I think I may have seen a blurb on the professional news talkies about it.

Really, you’d think no one in the history of the San Francisco Giants had never thrown a perfect game before.

Oh. Really? Wait a minute…

Anyway, the complete and total media crush of Matt Cain and his history-making night is suffocating me, so I figured it would be a good idea to change the subject and focus on the only team that really matters.

Yes, I’m still talking about the Philadelphia Phillies.

Did you know the Phillies have thrown TWO perfect games? And did you know they’ve thrown an additional nine no-hitters? And did you see any mention of those contests on the media news broadcasts in the last 24 hours?

Of course not. People always ignore the cool stuff that happens in our lives.

Anyway, just as a reminder, let’s order all 11 no-hitters and perfect games in Phillies history from 11-1. Because really, what else are you going to do? Actually watch Phillies games?

11. Chick Fraser, 9/18/1903 – Surely we all remember where we were when Chick Fraser threw the third no-hitter in franchise history. Or, our great grandfathers all knew where they were when it happened. Probably off fighting a war against Mexico or something. Fraser beat the Chicago Cubs 10-0, the largest margin of victory in any of the Phils’ 11 no-hitters.

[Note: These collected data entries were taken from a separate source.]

//! Implied volatility surface, term structure, and smile.
//!
//! The surface is a (moneyness x time-to-expiry) grid interpolated from
//! scattered option quotes with inverse-distance weighting; cells with no
//! nearby sample fall back to the nearest neighbor, so the finished surface
//! never contains NaN. A rebuild produces a new surface — consumers never
//! mutate cells in place.

use chrono::NaiveDate;
use serde::{Deserialize, Serialize};
use tracing::debug;

use crate::error::EngineError;
use crate::models::OptionQuote;

/// Number of moneyness grid points.
const MONEYNESS_POINTS: usize = 11;
/// IDW neighborhood radius in normalized grid units.
const IDW_RADIUS: f64 = 0.35;

/// Read-only implied volatility surface.
#[derive(Debug, Clone, Serialize, Deserialize)]
pub struct VolatilitySurface {
    /// Moneyness axis (strike / spot), ascending.
    pub moneyness: Vec<f64>,
    /// Time-to-expiry axis in years, ascending.
    pub expiries: Vec<f64>,
    /// IV grid indexed `[expiry][moneyness]`; no NaN cells.
    pub grid: Vec<Vec<f64>>,
    /// Spot used for moneyness normalization.
    pub spot: f64,
}

impl VolatilitySurface {
    /// Interpolated IV at an arbitrary (moneyness, time-to-expiry) point.
    ///
    /// Bilinear inside the grid, clamped at the edges.
    #[must_use]
    pub fn iv_at(&self, moneyness: f64, time_to_expiry: f64) -> f64 {
        let (i0, i1, tx) = bracket(&self.expiries, time_to_expiry);
        let (j0, j1, ty) = bracket(&self.moneyness, moneyness);

        let v00 = self.grid[i0][j0];
        let v01 = self.grid[i0][j1];
        let v10 = self.grid[i1][j0];
        let v11 = self.grid[i1][j1];

        let low = v00 + (v01 - v00) * ty;
        let high = v10 + (v11 - v10) * ty;
        low + (high - low) * tx
    }
}

/// Locate `value` on an ascending axis: indices of the bracketing points and
/// the interpolation fraction, clamped to the axis range.
fn bracket(axis: &[f64], value: f64) -> (usize, usize, f64) {
    if axis.len() == 1 || value <= axis[0] {
        return (0, 0, 0.0);
    }
    let last = axis.len() - 1;
    if value >= axis[last] {
        return (last, last, 0.0);
    }
    let hi = axis.partition_point(|&a| a < value).max(1);
    let lo = hi - 1;
    let frac = (value - axis[lo]) / (axis[hi] - axis[lo]);
    (lo, hi, frac)
}

/// Build a volatility surface from an option chain.
///
/// # Errors
///
/// Returns [`EngineError::InsufficientData`] for an empty chain and
/// [`EngineError::InvalidInput`] for a non-positive spot or quotes that have
/// already expired as of `asof`.
pub fn build_surface(
    chain: &[OptionQuote],
    spot: f64,
    asof: NaiveDate,
) -> Result<VolatilitySurface, EngineError> {
    EngineError::require_positive("spot", spot)?;
    if chain.is_empty() {
        return Err(EngineError::InsufficientData {
            required: 1,
            actual: 0,
        });
    }

    // Scattered samples: (moneyness, tte, iv).
    let mut samples = Vec::with_capacity(chain.len());
    for quote in chain {
        let tte = years_between(asof, quote.expiration)?;
        samples.push((quote.strike / spot, tte, quote.implied_volatility));
    }

    let mut expiries: Vec<f64> = samples.iter().map(|s| s.1).collect();
    expiries.sort_by(|a, b| a.total_cmp(b));
    expiries.dedup_by(|a, b| (*a - *b).abs() < 1e-9);

    let m_min = samples.iter().map(|s| s.0).fold(f64::INFINITY, f64::min);
    let m_max = samples
        .iter()
        .map(|s| s.0)
        .fold(f64::NEG_INFINITY, f64::max);
    let moneyness: Vec<f64> = if (m_max - m_min).abs() < 1e-9 {
        vec![m_min]
    } else {
        (0..MONEYNESS_POINTS)
            .map(|i| m_min + (m_max - m_min) * i as f64 / (MONEYNESS_POINTS - 1) as f64)
            .collect()
    };

    // Normalization scales so distances in moneyness and time are comparable.
    let m_span = (m_max - m_min).max(1e-6);
    let t_span = (expiries.last().unwrap_or(&1.0) - expiries.first().unwrap_or(&0.0)).max(1e-6);

    let grid = expiries
        .iter()
        .map(|&t| {
            moneyness
                .iter()
                .map(|&m| interpolate_cell(&samples, m, t, m_span, t_span))
                .collect()
        })
        .collect();

    debug!(
        quotes = chain.len(),
        expiries = expiries.len(),
        moneyness_points = moneyness.len(),
        "Volatility surface rebuilt"
    );

    Ok(VolatilitySurface {
        moneyness,
        expiries,
        grid,
        spot,
    })
}

/// Inverse-distance-weighted IV at a grid cell, nearest neighbor as the
/// fallback for cells with no sample inside the radius.
fn interpolate_cell(
    samples: &[(f64, f64, f64)],
    m: f64,
    t: f64,
    m_span: f64,
    t_span: f64,
) -> f64 {
    let mut weight_sum = 0.0;
    let mut value_sum = 0.0;
    let mut nearest = (f64::INFINITY, 0.0);

    for &(sm, st, iv) in samples {
        let dm = (sm - m) / m_span;
        let dt = (st - t) / t_span;
        let dist_sq = dm * dm + dt * dt;
        if dist_sq < 1e-12 {
            return iv; // Exact hit
        }
        let dist = dist_sq.sqrt();
        if dist < nearest.0 {
            nearest = (dist, iv);
        }
        if dist <= IDW_RADIUS {
            let w = 1.0 / dist_sq;
            weight_sum += w;
            value_sum += w * iv;
        }
    }

    if weight_sum > 0.0 {
        value_sum / weight_sum
    } else {
        nearest.1
    }
}

/// ATM implied volatility per expiry, ascending by expiry.
///
/// For each expiration the quote whose strike is closest to spot is taken as
/// at-the-money.
///
/// # Errors
///
/// Returns [`EngineError::InsufficientData`] for an empty chain and
/// [`EngineError::InvalidInput`] for a non-positive spot.
pub fn term_structure(
    chain: &[OptionQuote],
    spot: f64,
) -> Result<Vec<(NaiveDate, f64)>, EngineError> {
    EngineError::require_positive("spot", spot)?;
    if chain.is_empty() {
        return Err(EngineError::InsufficientData {
            required: 1,
            actual: 0,
        });
    }

    let mut expiries: Vec<NaiveDate> = chain.iter().map(|q| q.expiration).collect();
    expiries.sort_unstable();
    expiries.dedup();

    let mut points = Vec::with_capacity(expiries.len());
    for expiry in expiries {
        let atm = chain
            .iter()
            .filter(|q| q.expiration == expiry)
            .min_by(|a, b| {
                (a.strike - spot)
                    .abs()
                    .total_cmp(&(b.strike - spot).abs())
            });
        if let Some(quote) = atm {
            points.push((expiry, quote.implied_volatility));
        }
    }
    Ok(points)
}

/// Volatility smile for one expiry: (moneyness, iv) pairs ascending by
/// moneyness.
///
/// # Errors
///
/// Returns [`EngineError::InsufficientData`] when no quote matches the
/// expiry and [`EngineError::InvalidInput`] for a non-positive spot.
pub fn smile(
    chain: &[OptionQuote],
    expiry: NaiveDate,
    spot: f64,
) -> Result<Vec<(f64, f64)>, EngineError> {
    EngineError::require_positive("spot", spot)?;
    let mut points: Vec<(f64, f64)> = chain
        .iter()
        .filter(|q| q.expiration == expiry)
        .map(|q| (q.strike / spot, q.implied_volatility))
        .collect();
    if points.is_empty() {
        return Err(EngineError::InsufficientData {
            required: 1,
            actual: 0,
        });
    }
    points.sort_by(|a, b| a.0.total_cmp(&b.0));
    Ok(points)
}

/// Year fraction between two dates; expired quotes are invalid input.
fn years_between(asof: NaiveDate, expiry: NaiveDate) -> Result<f64, EngineError> {
    let days = (expiry - asof).num_days();
    if days <= 0 {
        return Err(EngineError::invalid_input(format!(
            "quote expiring {expiry} is not after the valuation date {asof}"
        )));
    }
    Ok(days as f64 / 365.0)
}

#[cfg(test)]
mod tests {
    use super::*;
    use crate::models::OptionKind;

    fn date(y: i32, m: u32, d: u32) -> NaiveDate {
        NaiveDate::from_ymd_opt(y, m, d).unwrap()
    }

    fn quote(strike: f64, expiration: NaiveDate, iv: f64) -> OptionQuote {
        OptionQuote {
            kind: OptionKind::Call,
            strike,
            expiration,
            implied_volatility: iv,
        }
    }

    fn sample_chain() -> Vec<OptionQuote> {
        let near = date(2026, 3, 27);
        let far = date(2026, 6, 26);
        vec![
            quote(45000.0, near, 0.72),
            quote(50000.0, near, 0.65),
            quote(55000.0, near, 0.70),
            quote(45000.0, far, 0.68),
            quote(50000.0, far, 0.62),
            quote(55000.0, far, 0.66),
        ]
    }

    #[test]
    fn test_surface_has_no_nan_cells() {
        let surface = build_surface(&sample_chain(), 50000.0, date(2026, 1, 2)).unwrap();
        for row in &surface.grid {
            for &cell in row {
                assert!(cell.is_finite());
                assert!(cell > 0.0);
            }
        }
        assert_eq!(surface.expiries.len(), 2);
        assert_eq!(surface.grid.len(), 2);
    }

    #[test]
    fn test_surface_lookup_near_sample() {
        let surface = build_surface(&sample_chain(), 50000.0, date(2026, 1, 2)).unwrap();
        // ATM short-dated cell should sit near the 0.65 quote.
        let near_tte = (date(2026, 3, 27) - date(2026, 1, 2)).num_days() as f64 / 365.0;
        let iv = surface.iv_at(1.0, near_tte);
        assert!((iv - 0.65).abs() < 0.05);
    }

    #[test]
    fn test_surface_clamps_outside_grid() {
        let surface = build_surface(&sample_chain(), 50000.0, date(2026, 1, 2)).unwrap();
        let iv = surface.iv_at(10.0, 50.0);
        assert!(iv.is_finite());
    }

    #[test]
    fn test_empty_chain_rejected() {
        assert!(build_surface(&[], 50000.0, date(2026, 1, 2)).is_err());
    }

    #[test]
    fn test_expired_quote_rejected() {
        let chain = vec![quote(50000.0, date(2026, 1, 1), 0.6)];
        assert!(build_surface(&chain, 50000.0, date(2026, 1, 2)).is_err());
    }

    #[test]
    fn test_term_structure_ordering_and_atm_selection() {
        let ts = term_structure(&sample_chain(), 50000.0).unwrap();
        assert_eq!(ts.len(), 2);
        assert!(ts[0].0 < ts[1].0);
        // ATM strike is 50000 at both expiries.
        assert!((ts[0].1 - 0.65).abs() < 1e-12);
        assert!((ts[1].1 - 0.62).abs() < 1e-12);
    }

    #[test]
    fn test_smile_sorted_by_moneyness() {
        let points = smile(&sample_chain(), date(2026, 3, 27), 50000.0).unwrap();
        assert_eq!(points.len(), 3);
        assert!(points.windows(2).all(|w| w[0].0 < w[1].0));
        // Smile shape: wings above the ATM point.
        assert!(points[0].1 > points[1].1);
        assert!(points[2].1 > points[1].1);
    }

    #[test]
    fn test_smile_unknown_expiry() {
        assert!(smile(&sample_chain(), date(2027, 1, 1), 50000.0).is_err());
    }
}
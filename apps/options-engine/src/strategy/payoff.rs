//! Expiration payoff analysis.
//!
//! Expiration P&L of a strategy is piecewise linear in the settlement price,
//! with kinks only at leg strikes. The extremes therefore sit at a strike, at
//! zero, or along the unbounded ray above the highest strike, and breakevens
//! fall out of linear interpolation between adjacent kinks.

use rust_decimal::Decimal;
use serde::{Deserialize, Serialize};

use crate::models::OptionKind;

use super::Strategy;

/// Expiration payoff summary for a fully priced strategy.
///
/// All amounts are per the strategy's leg quantities and multipliers.
#[derive(Debug, Clone, Serialize, Deserialize)]
pub struct PayoffProfile {
    /// Net entry cash flow (credit positive, debit negative).
    pub net_premium: Decimal,
    /// Best possible P&L at expiration; `None` when unbounded.
    pub max_profit: Option<Decimal>,
    /// Worst possible loss at expiration as a positive magnitude; `None`
    /// when unbounded (naked short calls).
    pub max_loss: Option<Decimal>,
    /// Settlement prices where expiration P&L crosses zero, ascending.
    pub breakevens: Vec<Decimal>,
}

impl Strategy {
    /// Expiration payoff profile. `None` until every leg carries an entry
    /// premium, since P&L is meaningless without the entry cash flows.
    #[must_use]
    pub fn payoff_profile(&self) -> Option<PayoffProfile> {
        let net_premium = self.net_premium()?;
        if self.legs.is_empty() {
            return None;
        }

        let mut strikes: Vec<Decimal> = self.legs.iter().map(|l| l.contract.strike).collect();
        strikes.sort_unstable();
        strikes.dedup();

        // Above the highest strike every put is worthless, so the slope of
        // the P&L ray is the net signed call size.
        let right_slope: Decimal = self
            .legs
            .iter()
            .filter(|l| l.contract.kind == OptionKind::Call)
            .map(|l| Decimal::from(l.signed_quantity()) * Decimal::from(l.contract.multiplier))
            .sum();

        let mut points: Vec<(Decimal, Decimal)> = Vec::with_capacity(strikes.len() + 1);
        points.push((Decimal::ZERO, self.expiration_pnl(net_premium, Decimal::ZERO)));
        for &strike in &strikes {
            points.push((strike, self.expiration_pnl(net_premium, strike)));
        }

        let best = points.iter().map(|p| p.1).max().unwrap_or(net_premium);
        let worst = points.iter().map(|p| p.1).min().unwrap_or(net_premium);

        let max_profit = if right_slope > Decimal::ZERO {
            None
        } else {
            Some(best)
        };
        let max_loss = if right_slope < Decimal::ZERO {
            None
        } else {
            Some((-worst).max(Decimal::ZERO))
        };

        let mut breakevens = Vec::new();
        for &(x, p) in &points {
            if p == Decimal::ZERO {
                breakevens.push(x);
            }
        }
        for pair in points.windows(2) {
            let (x1, p1) = pair[0];
            let (x2, p2) = pair[1];
            if p1 * p2 < Decimal::ZERO {
                breakevens.push(x1 + (x2 - x1) * -p1 / (p2 - p1));
            }
        }
        if let Some(&(last_x, last_p)) = points.last() {
            if right_slope != Decimal::ZERO && last_p * right_slope < Decimal::ZERO {
                breakevens.push(last_x - last_p / right_slope);
            }
        }
        breakevens.sort_unstable();
        breakevens.dedup();

        Some(PayoffProfile {
            net_premium,
            max_profit,
            max_loss,
            breakevens,
        })
    }

    /// P&L at expiration for a given settlement price: net entry premium
    /// plus every leg's signed intrinsic value.
    fn expiration_pnl(&self, net_premium: Decimal, spot: Decimal) -> Decimal {
        let mut total = net_premium;
        for leg in &self.legs {
            let intrinsic = match leg.contract.kind {
                OptionKind::Call => (spot - leg.contract.strike).max(Decimal::ZERO),
                OptionKind::Put => (leg.contract.strike - spot).max(Decimal::ZERO),
            };
            let size =
                Decimal::from(leg.signed_quantity()) * Decimal::from(leg.contract.multiplier);
            total += intrinsic * size;
        }
        total
    }
}
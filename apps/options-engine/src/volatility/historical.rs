//! Realized-volatility statistics over price and volatility time series.

use serde::{Deserialize, Serialize};

use crate::error::EngineError;

/// Annualized historical volatility over a trailing window.
///
/// Computes log returns, takes the sample standard deviation of the last
/// `window` returns, and annualizes by the square root of
/// `periods_per_year`.
///
/// # Errors
///
/// Returns [`EngineError::InsufficientData`] when the series is shorter than
/// `window + 1`, and [`EngineError::InvalidInput`] for a zero window or
/// non-positive prices.
pub fn historical_volatility(
    prices: &[f64],
    window: usize,
    periods_per_year: u32,
) -> Result<f64, EngineError> {
    if window == 0 {
        return Err(EngineError::invalid_input("window must be at least 1"));
    }
    if prices.len() < window + 1 {
        return Err(EngineError::InsufficientData {
            required: window + 1,
            actual: prices.len(),
        });
    }

    let returns = log_returns(&prices[prices.len() - window - 1..])?;
    let std_dev = sample_std(&returns);
    Ok(std_dev * f64::from(periods_per_year).sqrt())
}

/// Log returns of consecutive prices.
///
/// # Errors
///
/// Returns [`EngineError::InvalidInput`] when any price is non-positive.
pub fn log_returns(prices: &[f64]) -> Result<Vec<f64>, EngineError> {
    for &p in prices {
        EngineError::require_positive("price", p)?;
    }
    Ok(prices.windows(2).map(|w| (w[1] / w[0]).ln()).collect())
}

/// Sample standard deviation (n-1 denominator).
fn sample_std(values: &[f64]) -> f64 {
    if values.len() < 2 {
        return 0.0;
    }
    let n = values.len() as f64;
    let mean = values.iter().sum::<f64>() / n;
    let var = values.iter().map(|v| (v - mean).powi(2)).sum::<f64>() / (n - 1.0);
    var.sqrt()
}

// ============================================
// HV/IV sentiment
// ============================================

/// Descriptive market-sentiment label derived from the IV-HV spread.
///
/// A signal, not a decision rule: implied volatility trading rich to realized
/// says the market is paying up for protection, and vice versa.
#[derive(Debug, Clone, Copy, PartialEq, Eq, Serialize, Deserialize)]
#[serde(rename_all = "SCREAMING_SNAKE_CASE")]
pub enum VolSentiment {
    /// IV far above HV: the market is paying heavily for protection.
    Fear,
    /// IV moderately above HV.
    Caution,
    /// IV and HV roughly in line.
    Neutral,
    /// IV moderately below HV.
    Calm,
    /// IV far below HV: optionality is being given away.
    Greed,
}

/// Classify sentiment from annualized HV and IV levels.
#[must_use]
pub fn compare_hv_iv(hv: f64, iv: f64) -> VolSentiment {
    let spread = iv - hv;
    if spread > 0.15 {
        VolSentiment::Fear
    } else if spread > 0.05 {
        VolSentiment::Caution
    } else if spread >= -0.05 {
        VolSentiment::Neutral
    } else if spread >= -0.15 {
        VolSentiment::Calm
    } else {
        VolSentiment::Greed
    }
}

// ============================================
// Anomaly detection
// ============================================

/// Direction of a volatility anomaly.
#[derive(Debug, Clone, Copy, PartialEq, Eq, Serialize, Deserialize)]
#[serde(rename_all = "SCREAMING_SNAKE_CASE")]
pub enum AnomalyDirection {
    /// Value far above the series mean.
    Spike,
    /// Value far below the series mean.
    Drop,
}

/// Severity bucket for a flagged point.
#[derive(Debug, Clone, Copy, PartialEq, Eq, Serialize, Deserialize)]
#[serde(rename_all = "SCREAMING_SNAKE_CASE")]
pub enum AnomalySeverity {
    /// |z| >= 3.5.
    High,
    /// 2.5 < |z| < 3.5.
    Medium,
}

/// One flagged point in a volatility series.
#[derive(Debug, Clone, Serialize, Deserialize)]
pub struct VolAnomaly {
    /// Index into the input series.
    pub index: usize,
    /// Observed value.
    pub value: f64,
    /// Z-score against the whole series.
    pub z_score: f64,
    /// Spike or drop.
    pub direction: AnomalyDirection,
    /// Severity bucket.
    pub severity: AnomalySeverity,
}

/// Z-score threshold above which a point is flagged.
const ANOMALY_Z: f64 = 2.5;
/// Z-score threshold for high severity.
const HIGH_SEVERITY_Z: f64 = 3.5;

/// Flag points whose z-score against the whole series exceeds 2.5 in
/// magnitude. Returns an empty list for series too short to have a
/// meaningful dispersion.
#[must_use]
pub fn detect_anomalies(vol_series: &[f64]) -> Vec<VolAnomaly> {
    if vol_series.len() < 3 {
        return Vec::new();
    }
    let n = vol_series.len() as f64;
    let mean = vol_series.iter().sum::<f64>() / n;
    let std = sample_std(vol_series);
    if std <= f64::EPSILON {
        return Vec::new();
    }

    vol_series
        .iter()
        .enumerate()
        .filter_map(|(index, &value)| {
            let z = (value - mean) / std;
            if z.abs() <= ANOMALY_Z {
                return None;
            }
            Some(VolAnomaly {
                index,
                value,
                z_score: z,
                direction: if z > 0.0 {
                    AnomalyDirection::Spike
                } else {
                    AnomalyDirection::Drop
                },
                severity: if z.abs() >= HIGH_SEVERITY_Z {
                    AnomalySeverity::High
                } else {
                    AnomalySeverity::Medium
                },
            })
        })
        .collect()
}

// ============================================
// Volatility cone
// ============================================

/// Percentile bands of trailing realized vol for one window size.
#[derive(Debug, Clone, Serialize, Deserialize)]
pub struct ConeBand {
    /// Trailing window length (periods).
    pub window: usize,
    /// 10th percentile of realized vol across the series.
    pub p10: f64,
    /// 25th percentile.
    pub p25: f64,
    /// Median.
    pub p50: f64,
    /// 75th percentile.
    pub p75: f64,
    /// 90th percentile.
    pub p90: f64,
    /// Most recent trailing-window realized vol.
    pub current: f64,
    /// Percentile rank of the current value within the distribution (0-100).
    pub current_rank: f64,
}

/// Build a volatility cone: for each window size, the 10/25/50/75/90th
/// percentiles of trailing-window realized vol across the whole price
/// series, plus the current value's rank.
///
/// # Errors
///
/// Returns [`EngineError::InsufficientData`] when the series cannot support
/// the largest requested window, and [`EngineError::InvalidInput`] when
/// `windows` is empty.
pub fn volatility_cone(
    prices: &[f64],
    windows: &[usize],
    periods_per_year: u32,
) -> Result<Vec<ConeBand>, EngineError> {
    if windows.is_empty() {
        return Err(EngineError::invalid_input("windows must not be empty"));
    }

    let mut bands = Vec::with_capacity(windows.len());
    for &window in windows {
        // Rolling realized vol for every end position that can fill the window.
        let mut vols = Vec::new();
        for end in (window + 1)..=prices.len() {
            vols.push(historical_volatility(
                &prices[..end],
                window,
                periods_per_year,
            )?);
        }
        if vols.is_empty() {
            return Err(EngineError::InsufficientData {
                required: window + 1,
                actual: prices.len(),
            });
        }

        let current = *vols.last().unwrap_or(&0.0);
        let below = vols.iter().filter(|&&v| v < current).count();
        let rank = 100.0 * below as f64 / vols.len() as f64;

        let mut sorted = vols;
        sorted.sort_by(|a, b| a.total_cmp(b));
        bands.push(ConeBand {
            window,
            p10: percentile(&sorted, 10.0),
            p25: percentile(&sorted, 25.0),
            p50: percentile(&sorted, 50.0),
            p75: percentile(&sorted, 75.0),
            p90: percentile(&sorted, 90.0),
            current,
            current_rank: rank,
        });
    }
    Ok(bands)
}

/// Linear-interpolation percentile of a pre-sorted slice.
fn percentile(sorted: &[f64], pct: f64) -> f64 {
    if sorted.is_empty() {
        return 0.0;
    }
    if sorted.len() == 1 {
        return sorted[0];
    }
    let rank = pct / 100.0 * (sorted.len() - 1) as f64;
    let lo = rank.floor() as usize;
    let hi = rank.ceil() as usize;
    let frac = rank - lo as f64;
    sorted[lo] + (sorted[hi] - sorted[lo]) * frac
}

10. Red Donahue, 7/8/1898 – Red beat the Boston Beaneaters 5-0 for the first Phillies no-hitter at the Baker Bowl. Red pitched 13 years in Major League Baseball, winning 164 games with an ERA of 3.61, pitching for the Phils, New York Giants, St. Louis Browns, Cleveland Naps and Detroit Tigers. And no, I didnt make up any of those team names. To say Red’s no-hitter was a bit of a shock is probably an understatement, considering that the year before, in 1897, Red lost a league-leading 35 games. Of course, he made 42 starts that year and had 38 complete games, also leading the league, so perhaps had poor run support. Red also was the bat boy, general manager and head groundskeeper at the Baker Bowl, so his plate was full. Red actually had a good career with the Phils, going 72-48 in four seasons with a 3.26 ERA, and is regarded as one of the Top 25 starting pitchers in Phillies history. At least, that’s what some really old dude told me.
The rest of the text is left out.